Enhancing QSAR Predictive Power and Explainability: Meta-Modeling and SHAP Feature Importance Analysis for Drug Discovery (Python Scripts)

Quantitative structure-activity relationship (QSAR) modeling predicts biological endpoints, such as toxicity and potency, from molecular structures. This study compares molecular fingerprints' predictive ability and reproducibility, enhances prediction accuracy by integrating fingerprints, and highlights explainability in QSAR applications. We evaluated the performance of various fingerprints across ten proteins to predict pIC50. Concordance Correlation Coefficient (CCC) analysis assessed prediction agreement and reproducibility.
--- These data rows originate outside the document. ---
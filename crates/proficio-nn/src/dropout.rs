//! Inverted dropout with a caller-supplied rng

use ndarray::Array1;
use rand::Rng;

#[derive(Debug, Clone, Copy, PartialEq)]
pub struct Dropout {
    rate: f32,
}

impl Dropout {
    pub fn new(rate: f32) -> Self {
        Self {
            rate: rate.clamp(0.0, 0.999),
        }
    }

    pub fn rate(&self) -> f32 {
        self.rate
    }

    /// Per-element multiplier: `1 / (1 - rate)` with probability
    /// `1 - rate`, else 0. A zero rate yields ones and draws nothing.
    pub fn sample_mask<R: Rng + ?Sized>(&self, len: usize, rng: &mut R) -> Array1<f32> {
        if self.rate == 0.0 {
            return Array1::ones(len);
        }
        let keep = 1.0 - self.rate;
        let scale = 1.0 / keep;
        Array1::from_shape_fn(len, |_| if rng.gen::<f32>() < keep { scale } else { 0.0 })
    }

    /// Zero each element with probability `rate`, scale survivors by
    /// `1 / (1 - rate)`. Returns the mask for the backward pass.
    pub fn apply<R: Rng + ?Sized>(&self, x: &mut Array1<f32>, rng: &mut R) -> Array1<f32> {
        let mask = self.sample_mask(x.len(), rng);
        *x *= &mask;
        mask
    }

    /// Gradient through a forward pass that used `mask`
    pub fn backward(mask: &Array1<f32>, grad_out: &Array1<f32>) -> Array1<f32> {
        grad_out * mask
    }
}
Shapley Additive exPlanations (SHAP) analysis explored feature importance of molecular substructures in base models and fingerprint relevance in meta-models. A Streamlit web app showcased prediction and feature importance visualization. Insert abstract text here. No single fingerprint demonstrated superiority. Meta models combining Morgan6 and other fingerprints outperformed single models in seven protein targets. SHAP analysis showed fingerprint importance depends on the protein target. The web app highlighted critical substructures using Donepezil as a case study. While fingerprints modeled different molecular aspects, their predictive performance was comparable, with high reproducibility and agreement. Combining fingerprints improved prediction accuracy, and SHAP analysis emphasized their context-dependent contribution. Feature importance analysis enhanced QSAR model interpretability, providing actionable insights for drug discovery.